See for yourself: https://plus.google.com/photos/105582963113829861589/albums

Click on some galleries and read their publishing dates. See how they go up almost daily? See how large some of those orders are? Check out the numbers over the past three months. Or if you like, past three years, your choice.

That’s a lot of painting going up, especially in recent months. This suggests a lot of painters: skilled workers expecting skilled pay. Conmen don’t spend on the job: that defeats their purpose. Now, better conmen may spend a bit to look legit – but does it look like I’m spending a bit? Or, does it look like a huge amount of work is getting done?

Don’t take my word for it. Go on, look and see for yourself. I bet I have more pictures online of Games Workshop products, than Games Workshop does.

Either I have one helluva painting team, or I am a terrible conman.


*Catching Scammers is Paypal’s Job*

Retailers don’t like working with Paypal. It’s a pain. They randomly freeze your account and run inquiries on you. Even end-users are annoyed by Paypal. Paypal has a good reason: they are the frontline against Internet fraud.

If we were scamming people, Paypal would have watched the complaints go up, and then just moved in and shut us down. Simple as that. They probably have an algorithm to flag fraudulent behavior.

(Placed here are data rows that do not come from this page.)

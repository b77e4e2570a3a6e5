//! bevy_valuebox: hosts the valuebox controllers inside a Bevy app.
//!
//! Add [`ValueboxPlugin`], spawn three entities with [`ValueContainer`] (one
//! per [`ValueKind`]) plus [`Interactive`], give their meshes [`PickBounds`],
//! and send [`SubmitValues`] to animate values into them. Labels land and are
//! reparented within `Update`, ahead of transform propagation.

use bevy::prelude::*;

pub mod components;
pub mod resources;
pub mod scene;
pub mod systems;

pub use components::{Interactive, PickBounds, ValueContainer, ValueLabel};
pub use resources::{
    LabelAssets, LatestPreview, OpacityState, PointerAction, PointerQueue, ValueboxAnimator,
    ValueboxPicker, ValueboxSettings,
};
pub use scene::WorldScene;

use valuebox_interaction_core::{
    InsertionAnimator, InsertionEvent, ManualClock, PickController, RawInputs,
    ValidationReport, ValueboxConfig,
};
pub use valuebox_interaction_core::ValueKind;

/// Ask the animator to insert these values.
#[derive(Event, Debug, Clone)]
pub struct SubmitValues {
    pub inputs: RawInputs,
}

/// A submission failed validation; nothing was changed.
#[derive(Event, Debug, Clone)]
pub struct SubmitRejected {
    pub report: ValidationReport,
}

/// Animator events, forwarded every frame.
#[derive(Event, Debug, Clone)]
pub struct InsertionOutput(pub InsertionEvent<Entity>);

#[derive(Event, Debug, Clone, Copy, Default)]
pub struct ToggleOpacity;

#[derive(Default, Clone)]
pub struct ValueboxPlugin {
    pub settings: ValueboxSettings,
}

impl ValueboxPlugin {
    pub fn with_config(config: ValueboxConfig) -> Self {
        Self {
            settings: ValueboxSettings {
                config,
                ..Default::default()
            },
        }
    }
}

impl Plugin for ValueboxPlugin {
    fn build(&self, app: &mut App) {
        let mut settings = self.settings.clone();
        if let Err(e) = settings.config.validate() {
            warn!("valuebox: invalid config ({e}); using defaults");
            settings.config = ValueboxConfig::default();
        }
        let animator = match InsertionAnimator::new(
            settings.config.insertion.clone(),
            ManualClock::default(),
        ) {
            Ok(animator) => animator,
            Err(e) => {
                warn!("valuebox: cannot build animator ({e}); using default insertion config");
                InsertionAnimator::with_defaults(ManualClock::default())
            }
        };

        app.insert_resource(ValueboxAnimator(animator))
            .insert_resource(ValueboxPicker(PickController::new(
                settings.config.pick.clone(),
            )))
            .insert_resource(settings)
            .init_resource::<LabelAssets>()
            .init_resource::<PointerQueue>()
            .init_resource::<OpacityState>()
            .init_resource::<LatestPreview>()
            .add_event::<SubmitValues>()
            .add_event::<SubmitRejected>()
            .add_event::<InsertionOutput>()
            .add_event::<ToggleOpacity>()
            .add_systems(
                Update,
                (
                    systems::sync_clock_system,
                    systems::capture_pointer_system,
                    systems::handle_pointer_system,
                    systems::handle_submit_system,
                    systems::tick_insertions_system,
                    systems::toggle_opacity_system,
                )
                    .chain(),
            );
    }
}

We spent almost a year cleaning up the damage after we ejected the conman. Almost a year of slow refunds, late orders, and large backlogs. If we were scamming people that whole time, how could we have trick Paypal?

We simply would not be having this conversation. Paypal would have cleaned us out.

A year ago.


*The Largest Miniature Painting Service in the Fantasy Business*

There’s bigger painting services out there, but they’re not dedicated, custom, fantasy painting outfits. We’ve got twelve full-time staff:

Two builders
Three newbie painters
Five experienced painters
One studio manager
One Navin

That’s over 30 man-years of training and experience. It’s also a big payroll to cover. A conman won’t have a big payroll. He’ll ideally have a payroll of just one – himself. Not convinced about my team’s size? Go back and look at the galleries. Figure out how much I must paint to maintain such a hoax.

It’s not humanly possible – if it was, I would have found out and got a patent on it.


*Six Years Experience*

Six years. You don’t do something that long if you don’t love it. You have to push ahead. Solve problems. Build systems. Train people. Sometimes, you even have to log back on Dakka and defend your reputation:

http://www.dakkadakka.com/dakkaforum/posts/list/436240.page

No one sweats like that over something and then throws it away.

Also, who waits that long to make a quick stolen buck? Conmen want fast money. If you take six years, you may as well be working for a living. If I was thief, I would have robbed everyone a long, long, time ago.


*Big Names Support Us*

We’ve sponsored the D6 Generation, and we’ve painted off and on for all three hosts. Here’s some work we just did for Craig:

https://picasaweb.google.com/105582963113829861589/CraigGallantD6GenerationWesternMinis

We buy our minis from Neal at thewarstore.com. These are not people who will waste time with random fraudsters. These are people of strong character. These are people with a stake in the community. These are people who know the score.


*We Didn’t Quit When it Hit the Fan (MadCowCrazy, please take note)*

If I was going to scam the wargaming community, here’s what I would do.

Presell a huge amount of minis, painting services, etc… at a massive discount (40% -50%) to as many people as possible. Exactly like we did in 2010 to MadCowCrazy.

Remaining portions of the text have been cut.